So as you can see, I work hard to maintain and make gains. I am no trophy wife; I am just a smart woman. My life is simply what I made it, perfect! Well, almost perfect, the only thing that is missing is a child.
That’s my only challenge and I am so frustrated. We tried for 2 years straight but nothing. We even went to a fertility specialist, which was difficult to begin with. Obinna may be a modern man, but getting any African man to even contemplate the fact that he may not be shooting right at the target is complicated to say the least. He kept saying he was fine and if I needed to go I should but he wasn’t going to be a part of it. Imagine the nonsense, a surgeon, a man who is medically educated, refusing to get himself checked out. What if it was his fault? Maybe his little swimmers were a tad lazy, so I badgered him until he agreed. Turns out, nothing is wrong with either of us, but it’s just not happening. When I suggested IVF, Obinna flat out refused. It was the strangest thing. He felt the process was unnatural, which is so bizarre because I mean what’s so natural about cutting into people’s chests to sew pieces of their heart together?

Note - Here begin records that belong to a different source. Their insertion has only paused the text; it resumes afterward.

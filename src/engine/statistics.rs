//! Read-only aggregates and snapshots

use crate::learning::qlearner::QTableEntry;
use crate::memory::knowledge::{KnowledgeEdge, KnowledgeNode};
use crate::memory::patterns::Pattern;
use serde::{Deserialize, Serialize};

/// Aggregate counters, as of the last completed mutation
#[derive(Debug, Clone, PartialEq, Serialize, Deserialize)]
pub struct Statistics {
    /// Experiences recorded since construction or the last reset
    pub total_experiences: u64,
    /// Experiences currently held in the log
    pub stored_experiences: usize,
    /// Experiences dropped by retention
    pub evicted_experiences: u64,
    pub patterns_discovered: usize,
    pub knowledge_nodes: usize,
    pub knowledge_edges: usize,
    pub q_table_entries: usize,
    pub exploration_rate: f64,
    pub learning_rate: f64,
}

/// Knowledge graph snapshot
#[derive(Debug, Clone, PartialEq, Serialize, Deserialize)]
pub struct GraphExport {
    pub nodes: Vec<KnowledgeNode>,
    pub edges: Vec<KnowledgeEdge>,
}

impl GraphExport {
    /// Nodes plus edges
    pub fn len(&self) -> usize {
        self.nodes.len() + self.edges.len()
    }

    pub fn is_empty(&self) -> bool {
        self.nodes.is_empty() && self.edges.is_empty()
    }
}

/// Owned snapshot of everything the engine has learned
#[derive(Debug, Clone, PartialEq, Serialize, Deserialize)]
pub struct KnowledgeExport {
    pub patterns: Vec<Pattern>,
    pub knowledge_graph: GraphExport,
    pub q_table: Vec<QTableEntry>,
    pub statistics: Statistics,
}
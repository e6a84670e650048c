//! Learning components
//!
//! - State keys: context generalization buckets
//! - Q-Learner: single-step action values and epsilon-greedy selection
//! - Prediction Engine: outcome forecasts from values and patterns

pub mod prediction;
pub mod qlearner;
pub mod state;

pub use prediction::{PredictedOutcome, PredictionEngine, PredictionResult};
pub use qlearner::{reward, QLearner, QTableEntry, QUpdate};
pub use state::{ComplexityBucket, StateKey};
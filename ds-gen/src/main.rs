#![deny(clippy::nursery, clippy::pedantic)]
//! Data simulator command line interface.
//!
//! Loads a data dictionary from a JSON or YAML file and either validates it, writes the order
//! in which its entity types can be submitted, or synthesizes records for every entity type.
//! See binary --help for more information.

use std::path::PathBuf;

use clap::{
    Args,
    Parser,
    Subcommand,
};
use ds_core::errors::*;
use ds_gen::utils::{
    load_dictionary,
    load_instance_counts,
    write_batch_file,
    write_run_metadata,
    write_submission_order,
};
use ds_gen::{
    Container,
    DependencyGraph,
    FailurePolicy,
    InstanceCounts,
    SynthesisOptions,
};
use tracing::{
    info,
    warn,
};

/// Generate synthetic records for a graph-shaped data dictionary.
#[derive(Parser)]
#[command(author, version, about, long_about = None)]
struct Cli {
    #[command(subcommand)]
    action: Action,

    /// Logging verbosity level (`trace`, `debug`, `info`, `warn`, `error`).
    #[arg(short, long, default_value = "info", global = true)]
    verbosity: String,
}

#[derive(Subcommand)]
enum Action {
    /// Synthesize records for every entity type and write one JSON file per type.
    Simulate(SimulateArgs),

    /// Report every required-property and required-link defect in the dictionary.
    Validate {
        #[command(flatten)]
        dictionary: DictionaryArgs,

        /// What to do on a defect (`log` reports all, `raise` stops at the first).
        #[arg(long, default_value = "log")]
        policy: FailurePolicy,
    },

    /// Write the order in which entity types can be submitted.
    SubmissionOrder {
        #[command(flatten)]
        dictionary: DictionaryArgs,

        /// Directory to write `DataImportOrderPath.txt` into.
        #[arg(long)]
        path: PathBuf,

        /// Only include this entity type and the types it requires.
        #[arg(long)]
        node_name: Option<String>,
    },
}

#[derive(Args)]
struct DictionaryArgs {
    /// Dictionary file (JSON, or YAML with a `.yaml`/`.yml` extension).
    #[arg(short, long)]
    dictionary: PathBuf,

    /// Entity type acting as the externally supplied root container.
    #[arg(long, default_value = "project")]
    container_type: String,

    /// Project code attached to links to the container.
    #[arg(long, default_value = "test")]
    project: String,
}

impl DictionaryArgs {
    fn build_graph(&self, seed: Option<u64>) -> Result<DependencyGraph> {
        let dictionary = load_dictionary(&self.dictionary)?;
        let container = Container::new(&self.container_type, &self.project);
        Ok(DependencyGraph::from_dictionary(&dictionary, container, seed)?)
    }
}

#[derive(Args)]
struct SimulateArgs {
    #[command(flatten)]
    dictionary: DictionaryArgs,

    /// Directory to write generated records into.
    #[arg(long)]
    path: PathBuf,

    /// Number of records requested for each entity type.
    #[arg(long, default_value_t = 1)]
    max_samples: usize,

    /// JSON object mapping entity type names to requested counts, overriding --max-samples.
    #[arg(long)]
    node_num_instances_file: Option<PathBuf>,

    /// Link many-to-one/many-to-many records to randomly chosen parents.
    #[arg(long)]
    random: bool,

    /// Only generate required properties.
    #[arg(long)]
    required_only: bool,

    /// What to do on a synthesis defect (`log` or `raise`).
    #[arg(long, default_value = "log")]
    policy: FailurePolicy,

    /// Seed for reproducible output.
    #[arg(long)]
    seed: Option<u64>,
}

fn simulate(args: &SimulateArgs) -> EmptyResult {
    let mut graph = args.dictionary.build_graph(args.seed)?;

    // Diagnostics only: generation proceeds whether or not the dictionary is clean.
    let defects = graph.validate_all(FailurePolicy::Log)?;
    if !defects.is_empty() {
        warn!("dictionary has {} defects, generating anyway", defects.len());
    }

    let counts = match &args.node_num_instances_file {
        Some(path) => InstanceCounts::with_overrides(args.max_samples, load_instance_counts(path)?),
        None => InstanceCounts::uniform(args.max_samples),
    };
    let options = SynthesisOptions::default()
        .random_linking(args.random)
        .required_only(args.required_only);

    info!("Generating data...");
    std::fs::create_dir_all(&args.path)?;
    for (entity_type, batch) in graph.synthesize_all(&counts, &options, args.policy)? {
        write_batch_file(&args.path, &entity_type, &batch)?;
    }
    write_run_metadata(&args.path)?;
    Ok(())
}

fn main() -> EmptyResult {
    let args = Cli::parse();

    // Conform to crate-standard logging.
    ds_core::logging::setup(&args.verbosity);
    info!("Data simulator initialization...");

    match &args.action {
        Action::Simulate(simulate_args) => simulate(simulate_args)?,
        Action::Validate { dictionary, policy } => {
            let graph = dictionary.build_graph(None)?;
            info!("Validating...");
            let defects = graph.validate_all(*policy)?;
            info!("{} defects found", defects.len());
        },
        Action::SubmissionOrder { dictionary, path, node_name } => {
            let graph = dictionary.build_graph(None)?;
            info!("Generating data submission order...");
            let order = match node_name {
                Some(name) => graph.ordered_path_to(name)?,
                None => graph.topological_order()?,
            };
            std::fs::create_dir_all(path)?;
            write_submission_order(path, &order)?;
        },
    }

    info!("Done!");
    Ok(())
}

Also there has been a new, strange development. It is as if he has lost interest in sex. Until last night, we had not been intimate in over 6 months. Initially when we first got together, Obi was always all over me, practically salivating when I walked into the room. I used to feign headaches and the like to put him off; I simply had no intention of sweating out my relaxer every couple of weeks. So initially he was thrilled when we started trying for a baby. He thought it would be sex all the time, any time. When I explained that I thought it was best if we concentrated on when I was definitely ovulating, he was a bit crestfallen. But these days he barely notices me, just a perfunctory goodnight kiss on the forehead and then he is snoring. At first it was great because I really didn’t need the stress of trying to dodge his advances but now I am a bit concerned.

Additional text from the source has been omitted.